I am 62 and my husband is 64. He's an airline pilot and required to retire in October of next year at 65. He has substantial savings and plans to collect SS at full retirement age of 66 and has substantial income now. I am in real estate and am thinking of retiring when my husband does. Because I earned a lot of $ in the past, my monthly SS benefit at FRA is about the same as my husband's, approx. $2500/mo. If I started collecting now, my benefit would be about $2000.
Hi I started getting social security at age 62, I will turn 69 in September of 2018,and planning to go back to work this year 2018, I wanted to know how much I can earn before I have to pay back any portion of my earnings
Since you are now over your full retirement age (FRA) of 66, there is no limit on the amount that you could earn and still draw all of your Social Security benefits. Your earnings will still be subject to Social Security taxes, though, but it's possible that your earnings could increase your future retirement benefit rate.
Started get early SS benefits at 62.5 and my 15 year old daughters benefits, in April 2018. I am reaching the work threshold of $17040.00 for this year. What to keep working but i'm confused when the overage will be taken out or withheld.( $1 for every $2 over) And will I receive that money at full retirement age? Confusing stuff.
My husband started collecting his social security at age 62. He became deceased in April 2018 at age 63. I want to file for my widow benefits. A currently make $28,000 annually (part time). I understand that I will not receive benefits of approx. 5,500, because I am over the income limit of 17,040.00. I was told that Soc. Sec would set it up on an annual basis and I would not receive benefits for approx. 3 months. Then receive for the remainder of the year.
Widows benefit. The max income you can earn is $17,040.00. I make more than that but I want to receive the benefit checks up untill I reach that gross income amount. Then stop receiving the checks each year to avoid taxes & affecting my future benefit. So basically I would only collect about 6 months every year starting at age 60. Can you let me know if I can do it that way? I would of course talk to SS to go over each avenue available to see if waiting to collect would be that much more beneficial. Thank you.
My husband passed away in November of 2017 at 67. He was receiving SS benefits at the time. I claimed the survivor benefits at 60 and I am 61 now. We were planning on moving to Las Vegas, which I went ahead and did. I haven't worked since September of 2017. I started working at the end of June 2018. How will this effect my survivor benefits?
I'm sorry for your loss.
My husband died 2 years ago at age 73 when I was 61. I am currently receiving my own reduced social security benefit which I chose to start at age 62 and will then switch to take the survivor benefit at age 66 (which will be a much higher amount than my own). If I start earning more income from employment now at age 63 that would be subject to the social security earnings test, my understanding is the amount withheld from my benefit due to earnings test would be "paid back" over time later.
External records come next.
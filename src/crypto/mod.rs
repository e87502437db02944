//! Cryptographic operations on the shared keypair
//!
//! # Primitives
//!
//! - **Envelope encryption**: RSA-OAEP encrypt with the public key, decrypt
//!   with the private key. Confidentiality.
//! - **Origin authentication**: raw RSA transform (PKCS#1 v1.5 padding, no
//!   digest) encrypt with the private key, decrypt with the public key.
//!   Anyone holding the public key can recover the content and thereby prove
//!   it came from the private-key holder. Weaker than a real signature
//!   scheme; preserved for compatibility with existing token consumers.
//!
//! Every operation defaults to the provisioned cluster keypair and accepts
//! an explicit key override.

pub mod keys;
pub mod service;

pub use keys::{LocalKeypair, PrivateKey, PublicKey, MIN_KEY_BITS};
pub use service::CryptoService;
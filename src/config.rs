//! Configuration for Keyroot
//!
//! Environment variable and CLI argument handling using clap. The struct is
//! meant to be `#[command(flatten)]`-ed into an embedding service's own
//! argument parser; `Args::from_env` covers callers without a CLI.

use clap::Parser;

use crate::keypair::record::RECORD_KEY;

/// Store URL used when `REDIS_URL` is unset or blank.
pub const DEFAULT_STORE_URL: &str = "redis://127.0.0.1:6379";

/// Keyroot - cluster-shared RSA trust root
#[derive(Parser, Debug, Clone)]
#[command(name = "keyroot")]
#[command(about = "Cluster-shared RSA trust root backed by a shared key-value store")]
pub struct Args {
    /// Store connection URL; unset or blank means a local default instance
    #[arg(long, env = "REDIS_URL")]
    pub redis_url: Option<String>,

    /// Store connection timeout in milliseconds
    #[arg(long, env = "STORE_CONNECT_TIMEOUT_MS", default_value = "3000")]
    pub store_connect_timeout_ms: u64,

    /// Well-known record key holding the shared keypair
    #[arg(long, env = "KEYPAIR_RECORD_KEY", default_value = RECORD_KEY)]
    pub keypair_record_key: String,

    /// RSA modulus size in bits for locally generated candidates
    #[arg(long, env = "RSA_KEY_BITS", default_value = "2048")]
    pub rsa_key_bits: u32,

    /// Log level (trace, debug, info, warn, error)
    #[arg(long, env = "LOG_LEVEL", default_value = "info")]
    pub log_level: String,
}

impl Args {
    /// Load configuration from the environment only (no CLI arguments),
    /// reading a `.env` file first if one is present.
    pub fn from_env() -> Self {
        let _ = dotenvy::dotenv();
        Self::parse_from(["keyroot"])
    }

    /// Get the effective store URL (falls back to the local default when the
    /// configured URL is unset or blank)
    pub fn store_url(&self) -> &str {
        match self.redis_url.as_deref().map(str::trim) {
            Some(url) if !url.is_empty() => url,
            _ => DEFAULT_STORE_URL,
        }
    }

    /// Validate configuration
    pub fn validate(&self) -> Result<(), String> {
        if self.rsa_key_bits < 2048 {
            return Err("RSA_KEY_BITS must be at least 2048".to_string());
        }

        if self.keypair_record_key.trim().is_empty() {
            return Err("KEYPAIR_RECORD_KEY must not be empty".to_string());
        }

        Ok(())
    }
}
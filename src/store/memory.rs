//! In-memory record store
//!
//! Implements the record contract against a process-local map, for tests and
//! development. Clones share one logical record, so many "instances" can
//! race against it the way deployed instances race against Redis.

use std::collections::HashMap;
use std::sync::atomic::{AtomicU64, Ordering};
use std::sync::Arc;

use async_trait::async_trait;
use tokio::sync::Mutex;

use crate::types::Result;

use super::{RecordStore, StoreConnector};

/// Operation counters, shared by every clone of the store.
#[derive(Debug, Default)]
struct StoreStats {
    reads: AtomicU64,
    write_attempts: AtomicU64,
    writes_won: AtomicU64,
}

/// Snapshot of store statistics.
#[derive(Debug, Clone)]
pub struct StoreStatsSnapshot {
    /// Total `read_all` calls
    pub reads: u64,
    /// Total `set_field_if_absent` calls
    pub write_attempts: u64,
    /// `set_field_if_absent` calls that created their field
    pub writes_won: u64,
}

/// Cloneable in-memory implementation of the record contract.
///
/// `set_field_if_absent` holds the map lock across check and insert, so the
/// atomicity matches what Redis guarantees for `HSETNX`.
#[derive(Clone, Default)]
pub struct MemoryStore {
    record: Arc<Mutex<HashMap<String, String>>>,
    stats: Arc<StoreStats>,
}

impl MemoryStore {
    pub fn new() -> Self {
        Self::default()
    }

    /// Pre-populate a field, bypassing the counters. Test setup helper.
    pub async fn seed(&self, field: &str, value: &str) {
        self.record
            .lock()
            .await
            .insert(field.to_string(), value.to_string());
    }

    /// Current contents of the record.
    pub async fn dump(&self) -> HashMap<String, String> {
        self.record.lock().await.clone()
    }

    /// Get snapshot of current stats.
    pub fn stats(&self) -> StoreStatsSnapshot {
        StoreStatsSnapshot {
            reads: self.stats.reads.load(Ordering::Relaxed),
            write_attempts: self.stats.write_attempts.load(Ordering::Relaxed),
            writes_won: self.stats.writes_won.load(Ordering::Relaxed),
        }
    }
}

#[async_trait]
impl RecordStore for MemoryStore {
    async fn read_all(&mut self) -> Result<HashMap<String, String>> {
        self.stats.reads.fetch_add(1, Ordering::Relaxed);
        Ok(self.record.lock().await.clone())
    }

    async fn set_field_if_absent(&mut self, field: &str, value: &str) -> Result<bool> {
        self.stats.write_attempts.fetch_add(1, Ordering::Relaxed);

        let mut record = self.record.lock().await;
        if record.contains_key(field) {
            return Ok(false);
        }

        record.insert(field.to_string(), value.to_string());
        self.stats.writes_won.fetch_add(1, Ordering::Relaxed);
        Ok(true)
    }
}

#[async_trait]
impl StoreConnector for MemoryStore {
    type Handle = MemoryStore;

    async fn acquire(&self) -> Result<MemoryStore> {
        Ok(self.clone())
    }
}

#[cfg(test)]
mod tests {
    use super::*;

    #[tokio::test]
    async fn test_missing_record_reads_empty() {
        let mut store = MemoryStore::new();
        assert!(store.read_all().await.unwrap().is_empty());
    }

    #[tokio::test]
    async fn test_set_field_if_absent_first_writer_wins() {
        let mut store = MemoryStore::new();

        assert!(store.set_field_if_absent("field", "first").await.unwrap());
        assert!(!store.set_field_if_absent("field", "second").await.unwrap());

        let fields = store.read_all().await.unwrap();
        assert_eq!(fields["field"], "first");
    }

    #[tokio::test(flavor = "multi_thread")]
    async fn test_concurrent_claims_have_one_winner() {
        let store = MemoryStore::new();

        let mut tasks = tokio::task::JoinSet::new();
        for i in 0..16 {
            let mut instance = store.clone();
            tasks.spawn(async move {
                instance
                    .set_field_if_absent("field", &format!("value-{}", i))
                    .await
                    .unwrap()
            });
        }

        let mut winners = 0;
        while let Some(created) = tasks.join_next().await {
            if created.unwrap() {
                winners += 1;
            }
        }

        assert_eq!(winners, 1);
        assert_eq!(store.stats().writes_won, 1);
        assert_eq!(store.stats().write_attempts, 16);
    }

    #[tokio::test]
    async fn test_clones_share_the_record() {
        let store = MemoryStore::new();
        store.seed("field", "value").await;

        let mut other = store.acquire().await.unwrap();
        assert_eq!(other.read_all().await.unwrap()["field"], "value");
    }
}
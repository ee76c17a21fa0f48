//! oc-server: OpenCRAVAT annotation MCP tool server
//!
//! Usage:
//!   oc-server          - serve over stdio (request/reply)
//!   oc-server sse      - serve over SSE (persistent stream)
//!   oc-server --help   - show help

mod handler;

use std::sync::Arc;

use rmcp::{transport::sse_server::SseServer, ServiceExt};

use oc_core::{Config, ToolManager};
use oc_tools::register_annotation_tools;

use handler::AnnotatorService;

/// Transport selected on the command line
enum TransportMode {
    /// Persistent SSE stream
    Sse,
    /// Stdio request/reply (default)
    Stdio,
    /// Show help
    Help,
    /// Show version
    Version,
}

#[tokio::main]
async fn main() -> anyhow::Result<()> {
    let mode = parse_args();

    match mode {
        TransportMode::Help => {
            print_help();
            return Ok(());
        }
        TransportMode::Version => {
            println!("oc-server {}", env!("CARGO_PKG_VERSION"));
            return Ok(());
        }
        _ => {}
    }

    // Load .env file
    dotenvy::dotenv().ok();

    let config = Config::load().map_err(|e| anyhow::anyhow!("Config error: {}", e))?;

    oc_core::logging::init_file(&config.server.log_file)
        .map_err(|e| anyhow::anyhow!("Logging error: {}", e))?;

    let mut manager = ToolManager::new();
    register_annotation_tools(&mut manager, &config.server.modules_dir);

    tracing::info!(
        "Registered {} annotation tools: {:?}",
        manager.len(),
        manager.tool_names()
    );

    let service = AnnotatorService::new(Arc::new(manager));

    match mode {
        TransportMode::Sse => run_sse(service, &config.server.bind_addr).await,
        _ => run_stdio(service).await,
    }
}

/// Parse command line arguments
fn parse_args() -> TransportMode {
    let args: Vec<String> = std::env::args().collect();

    for arg in args.iter().skip(1) {
        match arg.as_str() {
            "--help" | "-h" => return TransportMode::Help,
            "--version" | "-v" => return TransportMode::Version,
            "sse" => return TransportMode::Sse,
            _ => {}
        }
    }

    TransportMode::Stdio
}

/// Print help message
fn print_help() {
    println!("oc-server - OpenCRAVAT annotation MCP tool server");
    println!();
    println!("Usage:");
    println!("  oc-server          Serve tools over stdio");
    println!("  oc-server sse      Serve tools over SSE");
    println!("  oc-server --help   Show this help message");
    println!();
    println!("Environment Variables:");
    println!("  OC_BIND_ADDR       SSE bind address (default: 0.0.0.0:8000)");
    println!("  OC_MODULES_DIR     Installed annotator modules (default: modules)");
    println!("  OC_LOG_FILE        Log file path (default: tool.log)");
}

/// Serve over stdio until the peer disconnects
async fn run_stdio(service: AnnotatorService) -> anyhow::Result<()> {
    tracing::info!("Serving annotation tools over stdio");

    let running = service
        .serve(rmcp::transport::stdio())
        .await
        .map_err(|e| anyhow::anyhow!("Failed to start stdio service: {}", e))?;

    running.waiting().await?;

    tracing::info!("stdio session ended");
    Ok(())
}

/// Serve over SSE until interrupted
async fn run_sse(service: AnnotatorService, bind_addr: &str) -> anyhow::Result<()> {
    let addr: std::net::SocketAddr = bind_addr
        .parse()
        .map_err(|e| anyhow::anyhow!("Invalid bind address '{}': {}", bind_addr, e))?;

    tracing::info!("Serving annotation tools over SSE on {}", addr);

    let cancel = SseServer::serve(addr)
        .await
        .map_err(|e| anyhow::anyhow!("Failed to bind SSE server: {}", e))?
        .with_service(move || service.clone());

    tracing::info!("Press Ctrl+C to exit");
    tokio::signal::ctrl_c().await?;

    cancel.cancel();
    tracing::info!("SSE server stopped");
    Ok(())
}
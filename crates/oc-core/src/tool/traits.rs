//! Tool trait definition
//!
//! The server-side registry maps tool names to handlers implementing this
//! trait. Each handler declares its schema and executes one invocation.

use async_trait::async_trait;
use serde_json::Value as JsonValue;

use crate::Result;

/// Tool execution result
#[derive(Debug, Clone)]
pub struct ToolResult {
    /// Output string from tool execution
    pub output: String,
    /// Whether the execution resulted in an error
    pub is_error: bool,
}

impl ToolResult {
    /// Create a successful tool result
    pub fn success(output: impl Into<String>) -> Self {
        Self {
            output: output.into(),
            is_error: false,
        }
    }

    /// Create an error tool result
    pub fn error(output: impl Into<String>) -> Self {
        Self {
            output: output.into(),
            is_error: true,
        }
    }
}

/// A named, schema-described function the server executes on request
#[async_trait]
pub trait Tool: Send + Sync {
    /// Tool name, unique within a server
    fn name(&self) -> &str;

    /// Human-readable description shown in the catalog
    fn description(&self) -> &str;

    /// JSON schema for the tool's input parameters
    fn input_schema(&self) -> JsonValue;

    /// Execute the tool with the given input
    async fn execute(&self, input: JsonValue) -> Result<ToolResult>;
}
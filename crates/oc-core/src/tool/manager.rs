//! Tool manager for registering and executing tools

use std::collections::HashMap;
use std::sync::Arc;

use serde_json::Value as JsonValue;

use crate::llm::ToolDefinition;
use crate::tool::{Tool, ToolResult};
use crate::Result;

/// Registry of the tools a server exposes
///
/// The catalog is static per server build: tools are registered once at
/// startup and only read afterwards.
pub struct ToolManager {
    /// Registered tools indexed by name
    tools: HashMap<String, Arc<dyn Tool>>,
}

impl ToolManager {
    /// Create a new empty tool manager
    pub fn new() -> Self {
        Self {
            tools: HashMap::new(),
        }
    }

    /// Register a tool
    ///
    /// If a tool with the same name already exists, it will be replaced.
    pub fn register(&mut self, tool: Arc<dyn Tool>) {
        self.tools.insert(tool.name().to_string(), tool);
    }

    /// Get a tool by name
    pub fn get(&self, name: &str) -> Option<Arc<dyn Tool>> {
        self.tools.get(name).cloned()
    }

    /// Get all registered tool definitions
    pub fn definitions(&self) -> Vec<ToolDefinition> {
        self.tools
            .values()
            .map(|t| ToolDefinition::new(t.name(), t.description(), t.input_schema()))
            .collect()
    }

    /// Execute a tool by name
    ///
    /// # Errors
    /// Returns an error if the tool is not found or execution fails
    pub async fn execute(&self, name: &str, input: JsonValue) -> Result<ToolResult> {
        let tool = self
            .get(name)
            .ok_or_else(|| crate::Error::tool(name, "unknown tool"))?;
        tool.execute(input).await
    }

    /// Check if a tool is registered
    pub fn contains(&self, name: &str) -> bool {
        self.tools.contains_key(name)
    }

    /// Get the number of registered tools
    pub fn len(&self) -> usize {
        self.tools.len()
    }

    /// Check if no tools are registered
    pub fn is_empty(&self) -> bool {
        self.tools.is_empty()
    }

    /// Get all registered tool names
    pub fn tool_names(&self) -> Vec<&str> {
        self.tools.keys().map(|s| s.as_str()).collect()
    }
}

impl Default for ToolManager {
    fn default() -> Self {
        Self::new()
    }
}
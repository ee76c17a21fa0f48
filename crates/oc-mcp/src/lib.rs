//! oc-mcp: MCP session handle for the annotation chat client
//!
//! Wraps the rmcp SDK's SSE client transport behind the small surface the
//! conversation loop needs: connect, list tools, invoke, close.

pub mod client;

pub use client::{normalize_endpoint, McpSession, McpTool};
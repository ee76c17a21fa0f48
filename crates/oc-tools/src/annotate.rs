//! OpenCRAVAT annotate API client
//!
//! Each lookup is one GET against the fixed upstream base. URLs are built by
//! string interpolation into fixed templates so that semantically identical
//! inputs always produce byte-identical request URLs.

use reqwest::Client;
use tracing::{debug, error, info};

use oc_core::{Error, Result};

/// Fixed upstream base URL
pub const OC_API_BASE: &str = "https://run.opencravat.org";

/// Annotators queried when the caller does not name any
pub const DEFAULT_ANNOTATORS: &[&str] = &["clinvar", "go", "gnomad4"];

/// The default annotator set as an owned list, for serde defaults.
pub fn default_annotators() -> Vec<String> {
    DEFAULT_ANNOTATORS.iter().map(|s| s.to_string()).collect()
}

/// Build the annotate URL for a chromosomal allele.
pub fn allele_url(
    base: &str,
    chrom: &str,
    pos: i64,
    ref_base: &str,
    alt_base: &str,
    annotators: &[String],
) -> String {
    format!(
        "{}/api/annotate?chrom={}&pos={}&ref_base={}&alt_base={}&annotators={}",
        base,
        chrom,
        pos,
        ref_base,
        alt_base,
        annotators.join(",")
    )
}

/// Build the annotate URL for a dbSNP rsID.
pub fn rsid_url(base: &str, rsid: &str, annotators: &[String]) -> String {
    format!(
        "{}/api/annotate?dbsnp={}&annotators={}",
        base,
        rsid,
        annotators.join(",")
    )
}

/// Build the annotate URL for a ClinGen allele registry id.
pub fn caid_url(base: &str, caid: &str, annotators: &[String]) -> String {
    format!(
        "{}/api/annotate?clingen={}&annotators={}",
        base,
        caid,
        annotators.join(",")
    )
}

/// HTTP client for the annotate API
#[derive(Clone)]
pub struct AnnotateClient {
    client: Client,
    base_url: String,
}

impl AnnotateClient {
    /// Create a client against the fixed upstream base
    pub fn new() -> Self {
        Self::with_base_url(OC_API_BASE)
    }

    /// Create a client against a custom base (tests)
    pub fn with_base_url(base_url: impl Into<String>) -> Self {
        Self {
            client: Client::new(),
            base_url: base_url.into(),
        }
    }

    /// Get the configured base URL
    pub fn base_url(&self) -> &str {
        &self.base_url
    }

    /// Fetch one annotate URL and return the JSON body wrapped in newlines.
    ///
    /// The body is parsed and re-serialized so a non-JSON upstream response
    /// fails here instead of reaching the model as garbage.
    pub async fn fetch(&self, url: &str) -> Result<String> {
        info!("annotate request: {}", url);

        let response = self.client.get(url).send().await.map_err(|e| {
            error!("annotate request failed: {}: {}", url, e);
            Error::Upstream(format!("request failed: {}", e))
        })?;

        let status = response.status();
        info!("annotate response status: {}", status);

        if !status.is_success() {
            error!("annotate HTTP error for {}: {}", url, status);
            return Err(Error::Upstream(format!("HTTP {}", status)));
        }

        let data: serde_json::Value = response.json().await.map_err(|e| {
            error!("annotate returned non-JSON body for {}: {}", url, e);
            Error::Upstream(format!("invalid JSON body: {}", e))
        })?;

        let out = serde_json::to_string(&data)?;
        debug!("annotate payload: {}", out);

        Ok(format!("\n{}\n", out))
    }
}

impl Default for AnnotateClient {
    fn default() -> Self {
        Self::new()
    }
}
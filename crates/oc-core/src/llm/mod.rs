//! Claude Messages API client and wire types

mod client;
mod types;

pub use client::ClaudeClient;
pub use types::*;
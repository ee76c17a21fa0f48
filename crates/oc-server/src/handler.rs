//! MCP server handler over the tool registry
//!
//! Bridges the `ToolManager` catalog to the MCP wire protocol: `tools/list`
//! converts every registered tool into an MCP descriptor, `tools/call`
//! dispatches through the manager. Tool failures are reported as tool-level
//! errors so the calling session can recover per invocation.

use std::sync::Arc;

use rmcp::{
    model::{
        CallToolRequestParam, CallToolResult, Content, ErrorData, Implementation,
        ListToolsResult, PaginatedRequestParam, ProtocolVersion, ServerCapabilities, ServerInfo,
        Tool,
    },
    service::{RequestContext, RoleServer},
    ServerHandler,
};
use serde_json::Value as JsonValue;
use tracing::{info, warn};

use oc_core::ToolManager;

/// The annotation tool service exposed to MCP sessions
#[derive(Clone)]
pub struct AnnotatorService {
    tools: Arc<ToolManager>,
}

impl AnnotatorService {
    pub fn new(tools: Arc<ToolManager>) -> Self {
        Self { tools }
    }
}

/// Convert the registry catalog into MCP tool descriptors
fn to_mcp_tools(manager: &ToolManager) -> Vec<Tool> {
    manager
        .definitions()
        .into_iter()
        .map(|def| {
            let schema = def.input_schema.as_object().cloned().unwrap_or_default();
            Tool::new(def.name, def.description, Arc::new(schema))
        })
        .collect()
}

impl ServerHandler for AnnotatorService {
    fn get_info(&self) -> ServerInfo {
        ServerInfo {
            protocol_version: ProtocolVersion::default(),
            capabilities: ServerCapabilities::builder().enable_tools().build(),
            server_info: Implementation {
                name: "oc-annotate".into(),
                version: env!("CARGO_PKG_VERSION").into(),
                ..Implementation::default()
            },
            instructions: Some(
                "Annotate genomic variants through OpenCRAVAT: look up alleles, \
                 rsIDs and CAids, or inspect the installed annotator modules."
                    .into(),
            ),
        }
    }

    async fn list_tools(
        &self,
        _request: Option<PaginatedRequestParam>,
        _context: RequestContext<RoleServer>,
    ) -> Result<ListToolsResult, ErrorData> {
        Ok(ListToolsResult {
            tools: to_mcp_tools(&self.tools),
            ..Default::default()
        })
    }

    async fn call_tool(
        &self,
        request: CallToolRequestParam,
        _context: RequestContext<RoleServer>,
    ) -> Result<CallToolResult, ErrorData> {
        let name = request.name.to_string();
        let input = JsonValue::Object(request.arguments.unwrap_or_default());

        info!(tool = %name, "tool call");

        match self.tools.execute(&name, input).await {
            Ok(result) if !result.is_error => Ok(CallToolResult::success(vec![Content::text(
                result.output,
            )])),
            Ok(result) => {
                warn!(tool = %name, "tool reported failure: {}", result.output);
                Ok(CallToolResult::error(vec![Content::text(result.output)]))
            }
            Err(e) => {
                warn!(tool = %name, "tool execution failed: {}", e);
                Ok(CallToolResult::error(vec![Content::text(e.to_string())]))
            }
        }
    }
}

#[cfg(test)]
mod tests {
    use super::*;
    use oc_tools::register_annotation_tools;

    fn service() -> AnnotatorService {
        let mut manager = ToolManager::new();
        register_annotation_tools(&mut manager, "modules");
        AnnotatorService::new(Arc::new(manager))
    }

    #[test]
    fn test_get_info_advertises_tools() {
        let info = service().get_info();
        assert!(info.capabilities.tools.is_some());
        assert_eq!(info.server_info.name, "oc-annotate");
    }

    #[test]
    fn test_catalog_conversion() {
        let service = service();
        let tools = to_mcp_tools(&service.tools);

        assert_eq!(tools.len(), 5);
        let mut names: Vec<_> = tools.iter().map(|t| t.name.to_string()).collect();
        names.sort();
        assert_eq!(
            names,
            vec![
                "describe_annotator",
                "get_allele",
                "get_caid",
                "get_rsid",
                "list_annotators"
            ]
        );
    }
}
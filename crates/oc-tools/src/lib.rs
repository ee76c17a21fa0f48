//! oc-tools: annotation tools served by oc-server
//!
//! Three variant lookups backed by the OpenCRAVAT annotate API plus two
//! introspection tools over the local annotator module registry.

use std::sync::Arc;

use oc_core::ToolManager;

pub mod annotate;
pub mod introspect;
pub mod modules;
pub mod variant;

pub use annotate::{AnnotateClient, DEFAULT_ANNOTATORS, OC_API_BASE};
pub use introspect::{DescribeAnnotatorTool, ListAnnotatorsTool};
pub use modules::ModuleRegistry;
pub use variant::{GetAlleleTool, GetCaidTool, GetRsidTool};

/// Register the full annotation tool catalog with the tool manager
pub fn register_annotation_tools(manager: &mut ToolManager, modules_dir: &str) {
    let client = AnnotateClient::new();
    let registry = ModuleRegistry::new(modules_dir);

    manager.register(Arc::new(GetAlleleTool::new(client.clone())));
    manager.register(Arc::new(GetRsidTool::new(client.clone())));
    manager.register(Arc::new(GetCaidTool::new(client)));
    manager.register(Arc::new(ListAnnotatorsTool::new(registry.clone())));
    manager.register(Arc::new(DescribeAnnotatorTool::new(registry)));
}
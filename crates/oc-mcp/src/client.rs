//! MCP session handle
//!
//! Owns one SSE connection to a tool server: the transport, the negotiated
//! session, and the connect/list/invoke/close lifecycle.

use rmcp::{
    model::{CallToolRequestParam, Tool},
    service::{RoleClient, RunningService, ServiceExt},
    transport::SseClientTransport,
};
use serde_json::Value as JsonValue;
use tracing::info;

use oc_core::{Error, Result};

/// Tool descriptor as retrieved from the server
///
/// Immutable once listed; refreshed only by listing again.
#[derive(Debug, Clone)]
pub struct McpTool {
    /// Tool name, unique within a session
    pub name: String,
    /// Tool description
    pub description: String,
    /// JSON schema for input parameters
    pub input_schema: JsonValue,
}

impl From<Tool> for McpTool {
    fn from(tool: Tool) -> Self {
        Self {
            name: tool.name.to_string(),
            description: tool.description.clone().unwrap_or_default().to_string(),
            input_schema: serde_json::to_value(&tool.input_schema).unwrap_or(JsonValue::Null),
        }
    }
}

/// Normalize a server address into its SSE endpoint.
///
/// Trailing slashes are stripped and the `/sse` suffix is appended exactly
/// once, so `http://host` and `http://host/sse` target the same endpoint.
pub fn normalize_endpoint(address: &str) -> String {
    let trimmed = address.trim_end_matches('/');
    let base = trimmed.strip_suffix("/sse").unwrap_or(trimmed);
    format!("{}/sse", base)
}

/// Client session with one MCP tool server
pub struct McpSession {
    /// Inner rmcp running service; `None` once the session is closed
    service: Option<RunningService<RoleClient, ()>>,
    /// Server name for identification
    server_name: String,
}

impl McpSession {
    /// Connect to a tool server over SSE
    ///
    /// Establishes the transport against the normalized `/sse` endpoint,
    /// runs the protocol handshake, and fetches the tool catalog once to
    /// prove the session is usable.
    pub async fn connect(address: &str) -> Result<Self> {
        let endpoint = normalize_endpoint(address);
        info!("Connecting to MCP server at {}", endpoint);

        let transport = SseClientTransport::start(endpoint.clone())
            .await
            .map_err(|e| Error::Connection(format!("Failed to reach {}: {}", endpoint, e)))?;

        // Serve with unit type handler (client-only mode)
        let service = ()
            .serve(transport)
            .await
            .map_err(|e| Error::Connection(format!("Handshake failed: {}", e)))?;

        let server_name = service
            .peer_info()
            .map(|peer| peer.server_info.name.clone().to_string())
            .ok_or_else(|| Error::Protocol("handshake returned no usable session".to_string()))?;

        let session = Self {
            service: Some(service),
            server_name,
        };

        let tools = session.list_tools().await?;
        info!(
            server_name = %session.server_name,
            tool_count = tools.len(),
            "Connected to MCP server"
        );

        Ok(session)
    }

    /// Get the server name
    pub fn server_name(&self) -> &str {
        &self.server_name
    }

    fn service(&self) -> Result<&RunningService<RoleClient, ()>> {
        self.service
            .as_ref()
            .ok_or_else(|| Error::Protocol("session is closed".to_string()))
    }

    /// List available tools from the server
    ///
    /// May be called repeatedly; never mutates server state.
    pub async fn list_tools(&self) -> Result<Vec<McpTool>> {
        let result = self
            .service()?
            .list_tools(Default::default())
            .await
            .map_err(|e| Error::Protocol(format!("Failed to list tools: {}", e)))?;

        let tools = result.tools.into_iter().map(McpTool::from).collect();
        Ok(tools)
    }

    /// Call one tool and wait for its result
    ///
    /// Returns the result payload as text. A failure reported by the server
    /// becomes `Error::ToolExecution` carrying the tool name; callers
    /// surface it inline rather than aborting the conversation.
    pub async fn call_tool(&self, name: &str, args: JsonValue) -> Result<String> {
        let arguments = args.as_object().cloned();

        let result = self
            .service()?
            .call_tool(CallToolRequestParam {
                name: name.to_string().into(),
                arguments,
            })
            .await
            .map_err(|e| Error::tool(name, e.to_string()))?;

        let output = result
            .content
            .into_iter()
            .filter_map(|c| {
                if let rmcp::model::RawContent::Text(text) = c.raw {
                    Some(text.text)
                } else {
                    None
                }
            })
            .collect::<Vec<_>>()
            .join("\n");

        if result.is_error.unwrap_or(false) {
            return Err(Error::tool(name, output));
        }

        Ok(output)
    }

    /// Release the transport and session
    ///
    /// Safe to call multiple times; the second call finds the session
    /// already gone and returns `Ok`.
    pub async fn close(&mut self) -> Result<()> {
        if let Some(service) = self.service.take() {
            service
                .cancel()
                .await
                .map_err(|e| Error::Connection(format!("Shutdown failed: {}", e)))?;
            info!(server_name = %self.server_name, "MCP session closed");
        }
        Ok(())
    }
}

#[cfg(test)]
mod tests {
    use super::*;

    #[test]
    fn test_normalize_endpoint_appends_suffix() {
        assert_eq!(normalize_endpoint("http://host"), "http://host/sse");
        assert_eq!(normalize_endpoint("http://host/"), "http://host/sse");
    }

    #[test]
    fn test_normalize_endpoint_is_idempotent() {
        // An address already ending in /sse must not get a second suffix.
        assert_eq!(normalize_endpoint("http://host/sse"), "http://host/sse");
        assert_eq!(normalize_endpoint("http://host/sse/"), "http://host/sse");
        assert_eq!(
            normalize_endpoint("http://host"),
            normalize_endpoint("http://host/sse")
        );
    }

    #[test]
    fn test_normalize_endpoint_keeps_port_and_path() {
        assert_eq!(
            normalize_endpoint("http://localhost:8000"),
            "http://localhost:8000/sse"
        );
        assert_eq!(
            normalize_endpoint("https://annotate.example.com/mcp/"),
            "https://annotate.example.com/mcp/sse"
        );
    }

    fn closed_session() -> McpSession {
        McpSession {
            service: None,
            server_name: "test".to_string(),
        }
    }

    #[tokio::test]
    async fn test_close_twice_is_a_noop() {
        let mut session = closed_session();
        assert!(session.close().await.is_ok());
        assert!(session.close().await.is_ok());
    }

    #[tokio::test]
    async fn test_closed_session_rejects_operations() {
        let session = closed_session();
        assert!(matches!(
            session.list_tools().await,
            Err(Error::Protocol(_))
        ));
        assert!(matches!(
            session.call_tool("get_rsid", serde_json::json!({})).await,
            Err(Error::Protocol(_))
        ));
    }
}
How do the annual and monthly earnings limits get applied if someone applies mid-year in the year in which (but before the month in which) they reach full retirement age, when their earnings through the month before their birth month already exceed the FRA-year earnings limit? In particular, when a third of the excess would already be more than the total of the benefits for the months remaining until the birth month? In that situation, is there any possible reason to file early instead of waiting until the birth month?
I'm going to start my SSI when I turn 65 (April 1 2019), and intend to work for an additional 3 months for a total of $8,000 (well below the $17,040 yearly limit), after that I'll have little to no income other than camp hosting somewhere (little to no pay for that, just free campsite & utilities), I will make sure income stays below $17,040 for the months April - Dec. and not utilize the special one time rule, thus not limiting me to the monthly income test.
I will turn 66 on april 13, 2019 will social security adjust how much I can make for the first 3 months of the year?
If you just want to draw benefits starting with April 2019, it won't matter how much you earn in the first 3 months of 2019. But, if you want to draw reduced benefits starting with January 2019, you'll need to earn less than the 2019 exempt amount in the first 3 months of next year. The exempt amount for people reaching full retirement age in 2018 is $45,360, so it should be at least that much in 2019.